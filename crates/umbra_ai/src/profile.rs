//! Agent tuning profiles
//!
//! Every enemy variant is the same behavior machine with a different
//! profile: which senses it has and how it reacts to them.

use crate::error::{AiError, Result};
use crate::noise::NoisePolicy;
use crate::sight::LineOfSight;
use serde::{Deserialize, Serialize};
use umbra_math::lerp;

/// Floor applied to the chase duration
pub const MIN_CHASE_DURATION: f64 = 0.5;

/// Which senses an agent has
#[derive(Debug, Clone, Copy, PartialEq, Eq, Serialize, Deserialize)]
#[serde(default)]
pub struct SenseSet {
    pub hearing: bool,
    pub sight: bool,
    pub light: bool,
    /// Detects the target by distance alone, through walls and from behind
    pub proximity: bool,
}

impl SenseSet {
    pub const HEARING_ONLY: Self = Self {
        hearing: true,
        sight: false,
        light: false,
        proximity: false,
    };

    /// Hearing, sight and light
    pub const SIGHTED: Self = Self {
        hearing: true,
        sight: true,
        light: true,
        proximity: false,
    };

    pub const PROXIMITY_AND_LIGHT: Self = Self {
        hearing: false,
        sight: false,
        light: true,
        proximity: true,
    };
}

impl Default for SenseSet {
    fn default() -> Self {
        Self::HEARING_ONLY
    }
}

/// What a light report does to an agent
#[derive(Debug, Clone, Copy, PartialEq, Eq, Default, Serialize, Deserialize)]
#[serde(rename_all = "snake_case")]
pub enum LightReaction {
    /// Start or refresh a chase
    #[default]
    Provoke,
    /// Halt in place until the light has been gone for the memory window
    Freeze,
}

/// Tunables for one agent
#[derive(Debug, Clone, PartialEq, Serialize, Deserialize)]
#[serde(default)]
pub struct AgentProfile {
    pub senses: SenseSet,
    pub noise_policy: NoisePolicy,
    pub light_reaction: LightReaction,

    // Hearing
    pub hearing_range: f32,
    pub hearing_threshold: f32,
    pub investigate_time: f64,

    // Patrol
    pub patrol_dwell: f64,

    // Speeds
    pub patrol_speed: f32,
    pub investigate_speed: f32,
    pub chase_speed: f32,

    // Kill
    pub kill_range: f32,
    pub kill_delay: f64,

    // Chase
    pub chase_duration: f64,
    pub light_cooldown: f64,
    pub sight_memory_window: f64,
    pub crouch_drop_delay: f64,
    /// Let a crouching target shake off a sight-triggered chase too
    pub crouch_drop_on_sight: bool,

    // Sight
    pub sight_range: f32,
    pub half_fov_degrees: f32,
    pub eye_height: f32,

    // Proximity
    pub detection_range: f32,
    /// Chase speed at the edge of detection range; `chase_speed` is
    /// reached at point blank
    pub proximity_min_speed: f32,

    // Startup
    pub surface_snap_radius: f32,
}

impl Default for AgentProfile {
    fn default() -> Self {
        Self {
            senses: SenseSet::HEARING_ONLY,
            noise_policy: NoisePolicy::MostRecent,
            light_reaction: LightReaction::Provoke,
            hearing_range: 20.0,
            hearing_threshold: 0.5,
            investigate_time: 4.0,
            patrol_dwell: 1.5,
            patrol_speed: 3.5,
            investigate_speed: 4.5,
            chase_speed: 7.0,
            kill_range: 1.5,
            kill_delay: 0.2,
            chase_duration: 5.0,
            light_cooldown: 0.3,
            sight_memory_window: 0.6,
            crouch_drop_delay: 1.0,
            crouch_drop_on_sight: false,
            sight_range: 15.0,
            half_fov_degrees: 60.0,
            eye_height: 1.6,
            detection_range: 15.0,
            proximity_min_speed: 3.0,
            surface_snap_radius: 2.0,
        }
    }
}

impl AgentProfile {
    /// Blind hunter that only reacts to sound
    pub fn listener() -> Self {
        Self::default()
    }

    /// Sees, hears and reacts to being lit
    pub fn stalker() -> Self {
        Self {
            senses: SenseSet::SIGHTED,
            ..Self::default()
        }
    }

    /// Deaf and blind, but senses a nearby target and speeds up as it
    /// closes in. Light holds it in place.
    pub fn kari() -> Self {
        Self {
            senses: SenseSet::PROXIMITY_AND_LIGHT,
            light_reaction: LightReaction::Freeze,
            chase_speed: 9.0,
            chase_duration: MIN_CHASE_DURATION,
            ..Self::default()
        }
    }

    /// Hearing only, reacting to the loudest noise after distance falloff
    pub fn scored_listener() -> Self {
        Self {
            noise_policy: NoisePolicy::BestScored,
            ..Self::default()
        }
    }

    /// Look up a preset by name
    pub fn preset(name: &str) -> Option<Self> {
        match name {
            "listener" => Some(Self::listener()),
            "stalker" => Some(Self::stalker()),
            "scored_listener" => Some(Self::scored_listener()),
            "kari" => Some(Self::kari()),
            _ => None,
        }
    }

    /// Chase timer length after the minimum is applied
    pub fn effective_chase_duration(&self) -> f64 {
        self.chase_duration.max(MIN_CHASE_DURATION)
    }

    /// Chase speed for a proximity hunter `distance` away from its target
    pub fn proximity_chase_speed(&self, distance: f32) -> f32 {
        let closeness = (1.0 - distance / self.detection_range).clamp(0.0, 1.0);
        lerp(self.proximity_min_speed, self.chase_speed, closeness)
    }

    pub fn line_of_sight(&self) -> LineOfSight {
        LineOfSight::new(self.sight_range, self.half_fov_degrees, self.eye_height)
    }

    /// Reject values the behavior machine cannot work with
    pub fn validate(&self) -> Result<()> {
        let positive = [
            ("hearing_range", self.hearing_range as f64),
            ("investigate_time", self.investigate_time),
            ("patrol_speed", self.patrol_speed as f64),
            ("investigate_speed", self.investigate_speed as f64),
            ("chase_speed", self.chase_speed as f64),
            ("kill_range", self.kill_range as f64),
            ("chase_duration", self.chase_duration),
            ("sight_range", self.sight_range as f64),
            ("half_fov_degrees", self.half_fov_degrees as f64),
            ("detection_range", self.detection_range as f64),
            ("proximity_min_speed", self.proximity_min_speed as f64),
        ];
        for (name, value) in positive {
            if !(value.is_finite() && value > 0.0) {
                return Err(AiError::InvalidProfile(format!("{} must be positive, got {}", name, value)));
            }
        }

        let non_negative = [
            ("hearing_threshold", self.hearing_threshold as f64),
            ("patrol_dwell", self.patrol_dwell),
            ("kill_delay", self.kill_delay),
            ("light_cooldown", self.light_cooldown),
            ("sight_memory_window", self.sight_memory_window),
            ("crouch_drop_delay", self.crouch_drop_delay),
            ("eye_height", self.eye_height as f64),
            ("surface_snap_radius", self.surface_snap_radius as f64),
        ];
        for (name, value) in non_negative {
            if !(value.is_finite() && value >= 0.0) {
                return Err(AiError::InvalidProfile(format!("{} must not be negative, got {}", name, value)));
            }
        }

        if self.half_fov_degrees > 180.0 {
            return Err(AiError::InvalidProfile(format!(
                "half_fov_degrees must be at most 180, got {}",
                self.half_fov_degrees
            )));
        }

        if !(self.patrol_speed < self.investigate_speed && self.investigate_speed < self.chase_speed) {
            return Err(AiError::InvalidProfile(format!(
                "speeds must satisfy patrol < investigate < chase, got {} / {} / {}",
                self.patrol_speed, self.investigate_speed, self.chase_speed
            )));
        }

        if self.proximity_min_speed > self.chase_speed {
            return Err(AiError::InvalidProfile(format!(
                "proximity_min_speed {} exceeds chase_speed {}",
                self.proximity_min_speed, self.chase_speed
            )));
        }

        Ok(())
    }
}
//! Light exposure
//!
//! A light controller decides each tick which agents it illuminates and
//! reports each of them with [`LightExposure`]. Not being reported means
//! not being lit; the agent derives "light lost" from its own memory.

use crate::services::EntityId;
use crate::sight::Occlusion;
use serde::{Deserialize, Serialize};
use umbra_math::{Ray, Vec3};

/// A single "you are lit this tick" report
#[derive(Debug, Clone, Copy, PartialEq)]
pub struct LightExposure {
    /// Where the light comes from
    pub source: Vec3,
    pub intensity: f32,
}

impl LightExposure {
    pub fn new(source: Vec3, intensity: f32) -> Self {
        Self { source, intensity }
    }
}

/// An agent found inside the beam during a scan
#[derive(Debug, Clone, Copy, PartialEq)]
pub struct LitAgent {
    pub agent: EntityId,
    pub exposure: LightExposure,
}

/// Handheld spotlight that reports the agents it illuminates
#[derive(Debug, Clone, Serialize, Deserialize)]
#[serde(default)]
pub struct Flashlight {
    /// Holder of the light; its own colliders never block the beam
    pub owner: Option<EntityId>,
    pub position: Vec3,
    pub forward: Vec3,
    pub range: f32,
    /// Full opening angle of the beam in degrees
    pub spot_angle: f32,
    pub intensity: f32,
    pub enabled: bool,
    /// Pushes the ray origin out of the lens
    pub origin_offset: f32,
}

impl Default for Flashlight {
    fn default() -> Self {
        Self {
            owner: None,
            position: Vec3::ZERO,
            forward: Vec3::Z,
            range: 20.0,
            spot_angle: 60.0,
            intensity: 1.0,
            enabled: true,
            origin_offset: 0.1,
        }
    }
}

impl Flashlight {
    pub fn new(owner: EntityId) -> Self {
        Self {
            owner: Some(owner),
            ..Default::default()
        }
    }

    /// Flip the switch and return the new state
    pub fn toggle(&mut self) -> bool {
        self.enabled = !self.enabled;
        log::debug!("Flashlight {}", if self.enabled { "on" } else { "off" });
        self.enabled
    }

    pub fn set_pose(&mut self, position: Vec3, forward: Vec3) {
        self.position = position;
        self.forward = forward;
    }

    /// Whether `point` is inside the beam cone, ignoring occlusion
    pub fn in_cone(&self, point: Vec3) -> bool {
        let to_point = point - self.position;
        to_point.length() <= self.range
            && self.forward.angle_between_degrees(to_point) <= self.spot_angle * 0.5
    }

    /// Check a single agent against cone and occlusion
    pub fn illuminates(&self, occlusion: &dyn Occlusion, agent: EntityId, position: Vec3) -> bool {
        if !self.enabled || !self.in_cone(position) {
            return false;
        }

        let origin = self.position + self.forward.normalize_or_zero() * self.origin_offset;
        let (ray, length) = Ray::between(origin, position);
        if !ray.is_valid() {
            return true;
        }

        match occlusion.raycast(&ray, length, self.owner) {
            None => true,
            Some(hit) => occlusion.belongs_to(hit.entity, agent),
        }
    }

    /// Every candidate currently lit by the beam
    pub fn scan<I>(&self, candidates: I, occlusion: &dyn Occlusion) -> Vec<LitAgent>
    where
        I: IntoIterator<Item = (EntityId, Vec3)>,
    {
        if !self.enabled {
            return Vec::new();
        }

        let exposure = LightExposure::new(self.position, self.intensity);
        candidates
            .into_iter()
            .filter(|(agent, position)| self.illuminates(occlusion, *agent, *position))
            .map(|(agent, _)| {
                log::trace!("Agent {} lit by flashlight", agent);
                LitAgent { agent, exposure }
            })
            .collect()
    }
}
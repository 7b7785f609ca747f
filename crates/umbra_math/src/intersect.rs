//! Ray intersection tests used for occlusion
//!
//! - AABB (slab method)
//! - Sphere

use crate::bounds::AABB;
use crate::ray::Ray;
use crate::vector::Vec3;

/// Ray-AABB intersection using the slab method
///
/// Returns the distance along the ray to the intersection point,
/// or None if the ray doesn't intersect the AABB. A ray starting
/// inside the box reports the exit distance.
pub fn ray_aabb(ray: &Ray, aabb: &AABB) -> Option<f32> {
    let inv_dir = ray.inverse_direction();

    let t1 = (aabb.min.x - ray.origin.x) * inv_dir.x;
    let t2 = (aabb.max.x - ray.origin.x) * inv_dir.x;
    let t3 = (aabb.min.y - ray.origin.y) * inv_dir.y;
    let t4 = (aabb.max.y - ray.origin.y) * inv_dir.y;
    let t5 = (aabb.min.z - ray.origin.z) * inv_dir.z;
    let t6 = (aabb.max.z - ray.origin.z) * inv_dir.z;

    let tmin = t1.min(t2).max(t3.min(t4)).max(t5.min(t6));
    let tmax = t1.max(t2).min(t3.max(t4)).min(t5.max(t6));

    if tmax < 0.0 || tmin > tmax {
        None
    } else {
        Some(if tmin < 0.0 { tmax } else { tmin })
    }
}

/// Ray-Sphere intersection with center and radius
///
/// Returns the nearest positive intersection distance.
pub fn ray_sphere_at(ray: &Ray, center: Vec3, radius: f32) -> Option<f32> {
    let oc = ray.origin - center;
    let a = ray.direction.dot(ray.direction);
    if a <= 1e-10 {
        return None;
    }
    let b = 2.0 * oc.dot(ray.direction);
    let c = oc.dot(oc) - radius * radius;
    let discriminant = b * b - 4.0 * a * c;

    if discriminant < 0.0 {
        return None;
    }

    let sqrt_d = discriminant.sqrt();
    let t1 = (-b - sqrt_d) / (2.0 * a);
    let t2 = (-b + sqrt_d) / (2.0 * a);

    if t1 > 0.0 {
        Some(t1)
    } else if t2 > 0.0 {
        Some(t2)
    } else {
        None
    }
}
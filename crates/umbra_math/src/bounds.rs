//! Axis-aligned bounding boxes

use crate::vector::Vec3;

/// Axis-Aligned Bounding Box
#[derive(Clone, Copy, Debug, PartialEq)]
#[cfg_attr(feature = "serde", derive(serde::Serialize, serde::Deserialize))]
pub struct AABB {
    pub min: Vec3,
    pub max: Vec3,
}

impl AABB {
    /// Create from min and max points
    #[inline]
    pub const fn new(min: Vec3, max: Vec3) -> Self {
        Self { min, max }
    }

    /// Check if the AABB is valid (min <= max)
    #[inline]
    pub fn is_valid(&self) -> bool {
        self.min.x <= self.max.x && self.min.y <= self.max.y && self.min.z <= self.max.z
    }

    /// Check if a point is inside
    #[inline]
    pub fn contains_point(&self, point: Vec3) -> bool {
        point.x >= self.min.x && point.x <= self.max.x &&
        point.y >= self.min.y && point.y <= self.max.y &&
        point.z >= self.min.z && point.z <= self.max.z
    }
}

===============

*What the exercise asks:* Give back exactly the lines of the listing above that run from the line with "Some(if tmin <" to the line with "if discriminant <", inclusive.

*Answer to this task:*
        Some(if tmin < 0.0 { tmax } else { tmin })
    }
}

/// Ray-Sphere intersection with center and radius
///
/// Returns the nearest positive intersection distance.
pub fn ray_sphere_at(ray: &Ray, center: Vec3, radius: f32) -> Option<f32> {
    let oc = ray.origin - center;
    let a = ray.direction.dot(ray.direction);
    if a <= 1e-10 {
        return None;
    }
    let b = 2.0 * oc.dot(ray.direction);
    let c = oc.dot(oc) - radius * radius;
    let discriminant = b * b - 4.0 * a * c;

    if discriminant < 0.0 {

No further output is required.